Italian poet and writer (1911–2000)

Attilio Bertolucci (18 November 1911 – 14 June 2000) was an Italian poet and writer. He was the father of film directors Bernardo and Giuseppe Bertolucci.

==Biography==
Bertolucci was born at San Lazzaro (province of Parma), to a family of agricultural bourgeoisie.

He began to write poems very early. In 1928, he collaborated with the Gazzetta di Parma, where his friend Cesare Zavattini was editor-in-chief. The following year, Bertolucci published his first poetical collection, Sirio.

In 1931, he started studying law at the University of Parma, which however he left soon afterwards in favour of artistic and literary studies. In the following year, his work Fuochi di Novembre gained him the praise of Italian poets such as Eugenio Montale.

In 1951, he moved to Rome.
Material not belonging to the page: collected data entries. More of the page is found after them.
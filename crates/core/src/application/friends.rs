// Friend Service - requests and friendships (Phase 3)

use crate::domain::user::UserId;
use crate::domain::{FriendRequest, Friendship};
use crate::error::{AppError, Result};
use crate::port::{FriendRepository, IdProvider, TimeProvider};
use std::sync::Arc;
use tracing::debug;

/// Friend graph use cases. Requests are directional; friendships are not.
/// Resolved requests stay around as history, only a PENDING row blocks a
/// new request.
pub struct FriendService {
    friend_repo: Arc<dyn FriendRepository>,
    id_provider: Arc<dyn IdProvider>,
    time_provider: Arc<dyn TimeProvider>,
}

impl FriendService {
    pub fn new(
        friend_repo: Arc<dyn FriendRepository>,
        id_provider: Arc<dyn IdProvider>,
        time_provider: Arc<dyn TimeProvider>,
    ) -> Self {
        Self {
            friend_repo,
            id_provider,
            time_provider,
        }
    }

    /// Send a friend request from `from` to `to`.
    pub async fn send_request(&self, from: &str, to: &str) -> Result<FriendRequest> {
        if from == to {
            return Err(AppError::Validation(
                "cannot send a friend request to yourself".to_string(),
            ));
        }
        if self.friend_repo.friendship_exists(from, to).await? {
            return Err(AppError::Conflict("users are already friends".to_string()));
        }
        if self
            .friend_repo
            .find_pending_between(from, to)
            .await?
            .is_some()
        {
            return Err(AppError::Conflict(
                "a friend request between these users is already pending".to_string(),
            ));
        }

        let request = FriendRequest::new(
            self.id_provider.generate_id(),
            from,
            to,
            self.time_provider.now_millis(),
        );
        self.friend_repo.insert_request(&request).await?;
        debug!(from, to, "friend request sent");
        Ok(request)
    }

    /// Accept the pending request `from` sent to `to`; records the
    /// friendship.
    pub async fn accept_request(&self, from: &str, to: &str) -> Result<()> {
        let mut request = self.pending_from_to(from, to).await?;
        let now = self.time_provider.now_millis();

        request.accept(now)?;
        self.friend_repo.update_request(&request).await?;
        self.friend_repo
            .insert_friendship(&Friendship::new(from, to, now))
            .await?;
        Ok(())
    }

    /// Reject the pending request `from` sent to `to`. A rejected request
    /// does not block a fresh one later.
    pub async fn reject_request(&self, from: &str, to: &str) -> Result<()> {
        let mut request = self.pending_from_to(from, to).await?;
        request.reject(self.time_provider.now_millis())?;
        self.friend_repo.update_request(&request).await?;
        Ok(())
    }

    /// Retract one's own pending request before the recipient acts on it.
    pub async fn remove_request(&self, from: &str, to: &str) -> Result<()> {
        let request = self.pending_from_to(from, to).await?;
        self.friend_repo.delete_request(&request.id).await
    }

    /// Unfriend. NotFound if the pair was never friends.
    pub async fn remove_friend(&self, user: &str, friend: &str) -> Result<()> {
        if !self.friend_repo.delete_friendship(user, friend).await? {
            return Err(AppError::NotFound(format!(
                "{} and {} are not friends",
                user, friend
            )));
        }
        Ok(())
    }

    pub async fn list_friends(&self, user: &str) -> Result<Vec<UserId>> {
        self.friend_repo.list_friends_of(user).await
    }

    /// Every request involving the user, sent or received, any status.
    pub async fn list_requests(&self, user: &str) -> Result<Vec<FriendRequest>> {
        self.friend_repo.list_requests_for(user).await
    }

    async fn pending_from_to(&self, from: &str, to: &str) -> Result<FriendRequest> {
        self.friend_repo
            .find_pending_from_to(from, to)
            .await?
            .ok_or_else(|| {
                AppError::NotFound(format!("no pending friend request from {} to {}", from, to))
            })
    }
}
His marriage to Ninetta Giovanardi had given him two sons, Bernardo (1941–2018) and Giuseppe (1947–2012), both future film directors. In 1951, he also published La capanna indiana and won the Viareggio Prize for literature. In this period, he cemented a friendship with Pier Paolo Pasolini.
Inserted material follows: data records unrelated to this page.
// Comment Repository Port (Interface)

use crate::domain::Comment;
use crate::error::Result;
use async_trait::async_trait;

/// Repository interface for Comment persistence
#[async_trait]
pub trait CommentRepository: Send + Sync {
    async fn insert(&self, comment: &Comment) -> Result<()>;

    async fn find_by_id(&self, id: &str) -> Result<Option<Comment>>;

    /// One item's comment thread, oldest first
    async fn list_by_item(&self, item_id: &str) -> Result<Vec<Comment>>;

    /// Persist body/updated_at changes (NotFound if gone)
    async fn update(&self, comment: &Comment) -> Result<()>;

    /// Delete a comment row (NotFound if gone)
    async fn delete(&self, id: &str) -> Result<()>;
}

// ============================================================================
// Mock Implementations for Testing
// ============================================================================

pub mod mocks {
    use super::*;
    use crate::error::AppError;
    use std::collections::HashMap;
    use std::sync::Mutex;

    /// In-memory comment repository for service tests
    pub struct MemCommentRepository {
        rows: Mutex<HashMap<String, Comment>>,
    }

    impl MemCommentRepository {
        pub fn new() -> Self {
            Self {
                rows: Mutex::new(HashMap::new()),
            }
        }
    }

    impl Default for MemCommentRepository {
        fn default() -> Self {
            Self::new()
        }
    }

    #[async_trait]
    impl CommentRepository for MemCommentRepository {
        async fn insert(&self, comment: &Comment) -> Result<()> {
            self.rows
                .lock()
                .unwrap()
                .insert(comment.id.clone(), comment.clone());
            Ok(())
        }

        async fn find_by_id(&self, id: &str) -> Result<Option<Comment>> {
            Ok(self.rows.lock().unwrap().get(id).cloned())
        }

        async fn list_by_item(&self, item_id: &str) -> Result<Vec<Comment>> {
            let mut comments: Vec<Comment> = self
                .rows
                .lock()
                .unwrap()
                .values()
                .filter(|c| c.item_id == item_id)
                .cloned()
                .collect();
            comments.sort_by_key(|c| c.created_at);
            Ok(comments)
        }

        async fn update(&self, comment: &Comment) -> Result<()> {
            let mut rows = self.rows.lock().unwrap();
            match rows.get_mut(&comment.id) {
                Some(row) => {
                    *row = comment.clone();
                    Ok(())
                }
                None => Err(AppError::comment_not_found(&comment.id)),
            }
        }

        async fn delete(&self, id: &str) -> Result<()> {
            match self.rows.lock().unwrap().remove(id) {
                Some(_) => Ok(()),
                None => Err(AppError::comment_not_found(id)),
            }
        }
    }
}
Viaggio d'inverno ("Winter Voyage") of 1971 is one of Bertolucci's finest works. This work saw a noteworthy change of style in Bertolucci's poetry: while the first works were, according to Franco Fortini, characterized by "the choice of a humble language for pastoral situations", Viaggio d'inverno was more complex and was marked by an unsureness of feelings. From 1975, together with Enzo Siciliano and Alberto Moravia, he directed the literary review Nuovi Argomenti. He won another Viareggio Prize for the narrative poem Camera da letto (1984–1988).

His last work was La lucertola di Casarola (1997), a collection of works from his youth and other unpublished poems.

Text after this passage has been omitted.